DATA EXTRACT START

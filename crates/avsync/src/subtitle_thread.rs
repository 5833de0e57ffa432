//! Subtitle decode thread and the hand-off of decoded events to the subtitle engine.

use std::sync::Arc;

use avsync_types::Message;

use crate::decoder::{DecodeOutcome, Decoder};
use crate::frame_queue::FrameMeta;
use crate::media::{FramePayload, SubtitleEvent};
use crate::state::{Shared, StreamRequest};

pub(crate) fn run(shared: Arc<Shared>, mut decoder: Decoder) {
    tracing::debug!(stream = decoder.stream_index(), "subtitle thread started");
    loop {
        let frame = match decoder.decode_frame(&*shared) {
            DecodeOutcome::Frame(frame) => frame,
            DecodeOutcome::Finished => continue,
            DecodeOutcome::Aborted => break,
            DecodeOutcome::Fatal(code) => {
                let stream = decoder.stream_index();
                tracing::error!(stream, code, "subtitle stream failed, closing it");
                shared.post(Message::StreamFatal { stream, code });
                shared.request_stream(StreamRequest::Close(stream));
                break;
            }
        };
        let FramePayload::Subtitle(content) = frame.payload else {
            continue;
        };
        let tb = decoder.pkt_timebase();
        let Some(start) = frame.pts.map(|ticks| tb.seconds(ticks)) else {
            tracing::debug!("subtitle event without timestamp skipped");
            continue;
        };
        let duration = tb.seconds(frame.duration);
        let Some(slot) = shared.subpq.peek_writable() else {
            break;
        };
        slot.commit(
            FrameMeta {
                pts: Some(start),
                duration,
                pos: frame.pos,
                serial: decoder.pkt_serial(),
            },
            SubtitleEvent {
                start,
                duration,
                content,
            },
        );
    }
    decoder.close();
    tracing::debug!(stream = decoder.stream_index(), "subtitle thread exited");
}

/// Moves decoded events of the current generation into the subtitle engine.
pub(crate) fn forward_pending(shared: &Shared) {
    let Some(sink) = shared.collab.subtitle_sink.as_ref() else {
        shared.subpq.discard_pending();
        return;
    };
    let serial = shared.subtitleq.serial();
    while let Some(item) = shared.subpq.peek() {
        if item.meta.serial == serial {
            sink.push(item.payload);
        }
        shared.subpq.next();
    }
}

/// Updates the subtitle shown with a frame displayed at `pts`.
pub(crate) fn show_at(shared: &Shared, pts: Option<f64>) {
    let Some(sink) = shared.collab.subtitle_sink.as_ref() else {
        return;
    };
    if !shared.subtitle_stream.is_open() {
        return;
    }
    forward_pending(shared);
    let Some(pts) = pts else {
        return;
    };
    sink.drop_before(pts);
    let visible = sink.visible_at(pts);
    shared.collab.video_sink.show_subtitle(visible.as_ref());
}
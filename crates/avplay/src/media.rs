//! Symphonia-backed demuxer and audio codecs.
//!
//! [`SymphoniaBackend`] is both the source opener and the codec factory: opening a
//! file records each track's codec parameters so the engine can later open a codec
//! from nothing but a [`StreamInfo`].

use std::collections::VecDeque;
use std::fs::File;
use std::path::Path;
use std::sync::{Arc, Mutex};

use anyhow::{Context, Result, anyhow, bail};
use avsync::{
    AudioBuffer, Codec, CodecError, CodecFactory, Frame, FramePayload, Interrupt, MediaSource,
    MediaType, Packet, PacketFlags, Rational, ReadError, ReceiveStatus, SeekTarget, SendStatus,
    SourceOpener, StreamInfo,
};
use symphonia::core::audio::SampleBuffer;
use symphonia::core::codecs::{CODEC_TYPE_NULL, CodecParameters, DecoderOptions};
use symphonia::core::errors::Error as SymphoniaError;
use symphonia::core::formats::{FormatOptions, FormatReader, SeekMode, SeekTo};
use symphonia::core::io::MediaSourceStream;
use symphonia::core::meta::MetadataOptions;
use symphonia::core::probe::Hint;
use symphonia::core::units::Time;

#[derive(Clone)]
struct TrackParams {
    track_id: u32,
    params: CodecParameters,
}

/// Opens local files with Symphonia and decodes their audio tracks.
#[derive(Clone, Default)]
pub struct SymphoniaBackend {
    tracks: Arc<Mutex<Vec<TrackParams>>>,
}

impl SourceOpener for SymphoniaBackend {
    fn open(&self, uri: &str, interrupt: Interrupt) -> Result<Box<dyn MediaSource>> {
        let path = Path::new(uri.strip_prefix("file://").unwrap_or(uri));
        let file = File::open(path).with_context(|| format!("open {:?}", path))?;
        let mut hint = Hint::new();
        if let Some(ext) = path.extension().and_then(|e| e.to_str()) {
            hint.with_extension(ext);
        }
        let mss = MediaSourceStream::new(Box::new(file), Default::default());
        let probed = symphonia::default::get_probe()
            .format(&hint, mss, &FormatOptions::default(), &MetadataOptions::default())
            .with_context(|| format!("probe {:?}", path))?;

        let format_name = path
            .extension()
            .and_then(|e| e.to_str())
            .unwrap_or("unknown")
            .to_lowercase();
        let source = SymphoniaSource::new(probed.format, format_name, interrupt);
        *self.tracks.lock().unwrap_or_else(|e| e.into_inner()) = source.track_params.clone();
        Ok(Box::new(source))
    }
}

impl CodecFactory for SymphoniaBackend {
    fn open(&self, stream: &StreamInfo) -> Result<Box<dyn Codec>> {
        let track = self
            .tracks
            .lock()
            .unwrap_or_else(|e| e.into_inner())
            .get(stream.index)
            .cloned()
            .ok_or_else(|| anyhow!("no codec parameters for stream {}", stream.index))?;
        let decoder = symphonia::default::get_codecs()
            .make(&track.params, &DecoderOptions::default())
            .with_context(|| format!("open {} decoder", stream.codec_name))?;
        Ok(Box::new(SymphoniaCodec {
            track_id: track.track_id,
            decoder,
            pending: VecDeque::new(),
            draining: false,
        }))
    }
}

struct SymphoniaSource {
    format: Box<dyn FormatReader>,
    format_name: String,
    interrupt: Interrupt,
    streams: Vec<StreamInfo>,
    track_params: Vec<TrackParams>,
    duration_us: Option<i64>,
}

impl SymphoniaSource {
    fn new(format: Box<dyn FormatReader>, format_name: String, interrupt: Interrupt) -> Self {
        let mut streams = Vec::new();
        let mut track_params = Vec::new();
        let mut duration_us = None;
        for track in format.tracks() {
            let params = &track.codec_params;
            let index = streams.len();
            let playable = params.codec != CODEC_TYPE_NULL && params.sample_rate.is_some();
            let sample_rate = params.sample_rate.unwrap_or(0);
            let time_base = time_base_of(params);
            if let (Some(frames), true) = (params.n_frames, sample_rate > 0) {
                let us = (frames as i64).saturating_mul(1_000_000) / i64::from(sample_rate);
                duration_us = Some(duration_us.map_or(us, |d: i64| d.max(us)));
            }
            streams.push(StreamInfo {
                index,
                media_type: playable.then_some(MediaType::Audio),
                time_base,
                start_time: Some(params.start_ts as i64),
                avg_frame_rate: Rational::new(0, 1),
                codec_name: codec_name_from_params(params).unwrap_or("unknown").to_string(),
                width: 0,
                height: 0,
                sample_rate,
                channels: params.channels.map_or(0, |c| c.count() as u16),
                attached_pic: None,
            });
            track_params.push(TrackParams {
                track_id: track.id,
                params: params.clone(),
            });
        }
        Self {
            format,
            format_name,
            interrupt,
            streams,
            track_params,
            duration_us,
        }
    }

    fn stream_of_track(&self, track_id: u32) -> Option<usize> {
        self.track_params.iter().position(|t| t.track_id == track_id)
    }
}

impl MediaSource for SymphoniaSource {
    fn format_name(&self) -> &str {
        &self.format_name
    }

    fn streams(&self) -> &[StreamInfo] {
        &self.streams
    }

    fn read_packet(&mut self) -> Result<Packet, ReadError> {
        loop {
            if self.interrupt.is_set() {
                return Err(ReadError::Exit);
            }
            let packet = match self.format.next_packet() {
                Ok(p) => p,
                Err(SymphoniaError::IoError(e)) if e.kind() == std::io::ErrorKind::UnexpectedEof => {
                    return Err(ReadError::Eof);
                }
                Err(e) => return Err(ReadError::Io(e.into())),
            };
            let Some(stream_index) = self.stream_of_track(packet.track_id()) else {
                continue;
            };
            let ts = packet.ts() as i64;
            return Ok(Packet {
                stream_index,
                pts: Some(ts),
                dts: Some(ts),
                duration: packet.dur() as i64,
                pos: -1,
                flags: PacketFlags {
                    key: true,
                    discontinuity: false,
                },
                data: Arc::from(packet.buf()),
            });
        }
    }

    fn seek(&mut self, target: SeekTarget) -> Result<()> {
        if target.by_bytes {
            bail!("byte seeking is not supported");
        }
        let us = target.target.max(0) as u64;
        let time = Time::new(us / 1_000_000, (us % 1_000_000) as f64 / 1_000_000.0);
        let seeked = self
            .format
            .seek(SeekMode::Coarse, SeekTo::Time { time, track_id: None })
            .context("seek")?;
        tracing::debug!(target_us = target.target, actual_ts = seeked.actual_ts, "source seeked");
        Ok(())
    }

    fn duration_us(&self) -> Option<i64> {
        self.duration_us
    }
}

/// One decoded frame per packet; a null packet switches to draining.
struct SymphoniaCodec {
    track_id: u32,
    decoder: Box<dyn symphonia::core::codecs::Decoder>,
    pending: VecDeque<Frame>,
    draining: bool,
}

impl Codec for SymphoniaCodec {
    fn send(&mut self, packet: &Packet) -> SendStatus {
        if packet.is_null() {
            self.draining = true;
            return SendStatus::Accepted;
        }
        let ts = packet.pts.unwrap_or(0).max(0) as u64;
        let sym = symphonia::core::formats::Packet::new_from_slice(
            self.track_id,
            ts,
            packet.duration.max(0) as u64,
            &packet.data,
        );
        let decoded = match self.decoder.decode(&sym) {
            Ok(d) => d,
            Err(e) => return SendStatus::Error(codec_error(&e)),
        };
        let spec = *decoded.spec();
        let mut samples = SampleBuffer::<f32>::new(decoded.frames() as u64, spec);
        samples.copy_interleaved_ref(decoded);
        self.pending.push_back(Frame {
            pts: packet.pts,
            pkt_dts: packet.dts,
            best_effort_timestamp: packet.pts,
            duration: packet.duration,
            pos: packet.pos,
            payload: FramePayload::Audio(AudioBuffer {
                sample_rate: spec.rate,
                channels: spec.channels.count() as u16,
                samples: Arc::from(samples.samples()),
            }),
        });
        SendStatus::Accepted
    }

    fn receive(&mut self) -> ReceiveStatus {
        match self.pending.pop_front() {
            Some(frame) => ReceiveStatus::Frame(frame),
            None if self.draining => {
                self.draining = false;
                ReceiveStatus::Eof
            }
            None => ReceiveStatus::Again,
        }
    }

    fn flush(&mut self) {
        self.pending.clear();
        self.draining = false;
        self.decoder.reset();
    }
}

fn codec_error(e: &SymphoniaError) -> CodecError {
    match e {
        SymphoniaError::DecodeError(_) => CodecError::InvalidData,
        SymphoniaError::Unsupported(_) => CodecError::Unsupported,
        _ => CodecError::Other(-1),
    }
}

fn time_base_of(params: &CodecParameters) -> Rational {
    match (params.time_base, params.sample_rate) {
        (Some(tb), _) => Rational::new(tb.numer as i32, tb.denom as i32),
        (None, Some(rate)) => Rational::new(1, rate as i32),
        (None, None) => Rational::new(1, 1_000_000),
    }
}

/// Best-effort codec label for logs and stream info.
fn codec_name_from_params(params: &CodecParameters) -> Option<&'static str> {
    use symphonia::core::codecs::*;
    let name = match params.codec {
        CODEC_TYPE_FLAC => "flac",
        CODEC_TYPE_MP3 => "mp3",
        CODEC_TYPE_AAC => "aac",
        CODEC_TYPE_ALAC => "alac",
        CODEC_TYPE_VORBIS => "vorbis",
        CODEC_TYPE_OPUS => "opus",
        CODEC_TYPE_PCM_S16LE | CODEC_TYPE_PCM_S16BE => "pcm_s16",
        CODEC_TYPE_PCM_S24LE | CODEC_TYPE_PCM_S24BE => "pcm_s24",
        CODEC_TYPE_PCM_S32LE | CODEC_TYPE_PCM_S32BE => "pcm_s32",
        CODEC_TYPE_PCM_F32LE | CODEC_TYPE_PCM_F32BE => "pcm_f32",
        _ => return None,
    };
    Some(name)
}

DATA EXTRACT END

■ **DIRECTIONS FOR THIS TASK**:
Within this data, count the lines that include the string "subpq" and write the number with nothing else.

■ **ANSWER**:
4